I thought of this image we included in Hunab Ku as I listened to Maya Lin on NPR the other day. You may remember her for the Vietnam Memorial in Washington D.C. which she designed as a 21 year old Yale student.
Maya was talking about her latest memorial : What Is Missing?, a multi-sited work incorporating video and sounds of birds and animals now threatened. She builds her art on facts and we can emotionally draw from those facts what we care to take away.
One in three amphibians, one in four mammals and one in eight birds is now threatened and in danger of forever dying because of habitat loss. (And 70% of our plants!)
The Nazca story is a compelling one and a sophiaserve reader recently sent me an update that may interest you as much as it interests me.
According to Earth News, the people who created these lines in Peru's southern deserts disappeared about 1500 years ago--all because of a tree. Or rather, the logging of those trees.
Imagine for a moment a tree called huarango. Its massive root system anchored nitrogen so deeply into the soil, it literally kept life going. People used the trees for food, shelter, life itself. They were aquifiers. When the trees disappeared, so did their civilization.

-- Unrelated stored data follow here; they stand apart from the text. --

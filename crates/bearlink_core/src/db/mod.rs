//! Read-only access to the host app's SQLite store.
//!
//! # Responsibility
//! - Locate the store file from an ordered list of candidate paths.
//! - Open it read-only, verify the schema shape and discover the note/tag
//!   join relation.
//! - Own the single connection for the process lifetime.
//!
//! # Invariants
//! - Nothing in this crate writes to the store; connections are opened with
//!   `SQLITE_OPEN_READ_ONLY` and `query_only=ON`.
//! - A missing store file is never created.

use std::error::Error;
use std::fmt::{Display, Formatter};
use std::path::PathBuf;

mod locate;
mod open;
pub mod schema;
mod store;

pub use locate::{default_candidates, StoreLocator};
pub use open::open_read_only;
pub use schema::{discover_schema, SchemaError, StoreSchema};
pub use store::{NoteStore, OpenStore, StoreState};

pub type StoreResult<T> = Result<T, StoreError>;

/// Failure to obtain a usable store connection.
#[derive(Debug)]
pub enum StoreError {
    /// None of the candidate paths exists.
    NotFound { candidates: Vec<PathBuf> },
    /// A candidate exists but could not be opened or is not a note store.
    OpenFailed {
        path: PathBuf,
        reason: &'static str,
        source: Option<Box<dyn Error + Send + Sync + 'static>>,
    },
    /// The store was released by shutdown.
    Closed,
}

impl StoreError {
    pub(crate) fn open_failed(
        path: impl Into<PathBuf>,
        reason: &'static str,
        source: impl Error + Send + Sync + 'static,
    ) -> Self {
        Self::OpenFailed {
            path: path.into(),
            reason,
            source: Some(Box::new(source)),
        }
    }
}

impl Display for StoreError {
    fn fmt(&self, f: &mut Formatter<'_>) -> std::fmt::Result {
        match self {
            Self::NotFound { candidates } => {
                write!(f, "note store not found (checked ")?;
                for (idx, path) in candidates.iter().enumerate() {
                    if idx > 0 {
                        write!(f, ", ")?;
                    }
                    write!(f, "`{}`", path.display())?;
                }
                if candidates.is_empty() {
                    write!(f, "no candidate paths")?;
                }
                write!(f, ")")
            }
            Self::OpenFailed { path, reason, .. } => {
                write!(f, "failed to open note store at `{}`: {reason}", path.display())
            }
            Self::Closed => write!(f, "note store connection is closed"),
        }
    }
}

impl Error for StoreError {
    fn source(&self) -> Option<&(dyn Error + 'static)> {
        match self {
            Self::OpenFailed {
                source: Some(source),
                ..
            } => Some(source.as_ref()),
            _ => None,
        }
    }
}
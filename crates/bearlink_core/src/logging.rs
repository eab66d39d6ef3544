//! Logging bootstrap and safety policy.
//!
//! # Responsibility
//! - Initialize the stderr log side channel exactly once per process.
//! - Emit stable `event=... key=value` diagnostic lines.
//!
//! # Invariants
//! - Logs never go to stdout; stdout carries protocol responses.
//! - Logging init is idempotent for the same level.
//! - Logging initialization must not panic.
//! - Re-initialization with a different level is rejected.

use crate::config::LogLevel;
use flexi_logger::{Logger, LoggerHandle, WriteMode};
use log::{error, info};
use once_cell::sync::OnceCell;
use std::error::Error;

const MAX_PANIC_PAYLOAD_CHARS: usize = 160;

static LOGGING_STATE: OnceCell<LoggingState> = OnceCell::new();
static PANIC_HOOK_INSTALLED: OnceCell<()> = OnceCell::new();

struct LoggingState {
    level: LogLevel,
    _logger: LoggerHandle,
}

/// Initializes stderr logging at `level`.
///
/// Returns `Ok(())` when logging is active, or a human-readable error string
/// when initialization fails.
///
/// # Invariants
/// - Calling this function repeatedly with the same `level` is idempotent.
/// - Calling it again with a different `level` is rejected.
/// - Initialization never panics.
///
/// # Errors
/// - Returns an error when the logger backend cannot start (for example when
///   another logger is already installed).
pub fn init_logging(level: LogLevel) -> Result<(), String> {
    let state = LOGGING_STATE.get_or_try_init(|| -> Result<LoggingState, String> {
        let logger = Logger::try_with_str(level.as_str())
            .map_err(|err| format!("invalid log level `{}`: {err}", level.as_str()))?
            .log_to_stderr()
            .write_mode(WriteMode::Direct)
            // detailed_format: [timestamp] LEVEL [module] file:line: message
            .format(flexi_logger::detailed_format)
            .start()
            .map_err(|err| format!("failed to start logger: {err}"))?;

        install_panic_hook_once();

        info!(
            "event=app_start module=core status=ok platform={} build_mode={} version={} level={}",
            std::env::consts::OS,
            build_mode(),
            env!("CARGO_PKG_VERSION"),
            level.as_str()
        );

        Ok(LoggingState {
            level,
            _logger: logger,
        })
    })?;

    if state.level != level {
        return Err(format!(
            "logging already initialized with level `{}`; refusing to switch to `{}`",
            state.level.as_str(),
            level.as_str()
        ));
    }

    Ok(())
}

/// Renders an error and its `source()` chain as one line.
pub fn error_chain(err: &(dyn Error + 'static)) -> String {
    let mut rendered = sanitize_message(&err.to_string(), usize::MAX);
    let mut current = err.source();
    while let Some(cause) = current {
        rendered.push_str(": ");
        rendered.push_str(&sanitize_message(&cause.to_string(), usize::MAX));
        current = cause.source();
    }
    rendered
}

/// Flattens newlines and caps `value` at `max_chars` characters.
pub fn sanitize_message(value: &str, max_chars: usize) -> String {
    let normalized = value.replace(['\n', '\r'], " ");
    let mut truncated = normalized.chars().take(max_chars).collect::<String>();
    if normalized.chars().count() > max_chars {
        truncated.push_str("...");
    }
    truncated
}

fn build_mode() -> &'static str {
    if cfg!(debug_assertions) {
        "debug"
    } else {
        "release"
    }
}

fn install_panic_hook_once() {
    if PANIC_HOOK_INSTALLED.get().is_some() {
        return;
    }

    let previous_hook = std::panic::take_hook();
    std::panic::set_hook(Box::new(move |panic_info| {
        // Payload may carry note text; keep it short and on one line.
        let location = panic_info
            .location()
            .map(|loc| format!("{}:{}", loc.file(), loc.line()))
            .unwrap_or_else(|| "unknown".to_string());
        let payload = panic_payload_summary(panic_info);
        error!(
            "event=panic_captured module=core status=error location={} payload={}",
            location, payload
        );
        previous_hook(panic_info);
    }));

    let _ = PANIC_HOOK_INSTALLED.set(());
}

fn panic_payload_summary(info: &std::panic::PanicHookInfo<'_>) -> String {
    let payload = if let Some(message) = info.payload().downcast_ref::<&str>() {
        (*message).to_string()
    } else if let Some(message) = info.payload().downcast_ref::<String>() {
        message.clone()
    } else {
        "non-string panic payload".to_string()
    };

    sanitize_message(&payload, MAX_PANIC_PAYLOAD_CHARS)
}
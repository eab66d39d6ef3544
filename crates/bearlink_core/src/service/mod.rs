//! Core use-case services.
//!
//! # Responsibility
//! - Combine the read path and the write path per logical operation.
//! - Keep API/CLI layers decoupled from SQL and URL details.

pub mod note_service;
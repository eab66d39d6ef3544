//! Domain model for notes and tags read from the host app's store.
//!
//! # Responsibility
//! - Define the entities returned to callers.
//! - Convert store-native timestamps into calendar time.
//!
//! # Invariants
//! - Values are ephemeral projections; nothing here is written back.

pub mod note;
pub mod time;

But they left complex lines behind in the desert for us to see--from the air. Some are miles long--monkeys, whales, and of course, birds. Eighteen have been found to date. They're formed like all the drawings, from stones, pebbles and red sand. The people created them from 500 BCE to 500 CE until, as the Cambridge University professor, David Beresford-Jones believes, they reached a tipping point. El Nino floods came. Climate change gradually induced by deliberate actions destroyed their civilization.
But their line art including "our" hummingbird with its 140 yard wingspan, still hovers over the desert trying to tell us...something.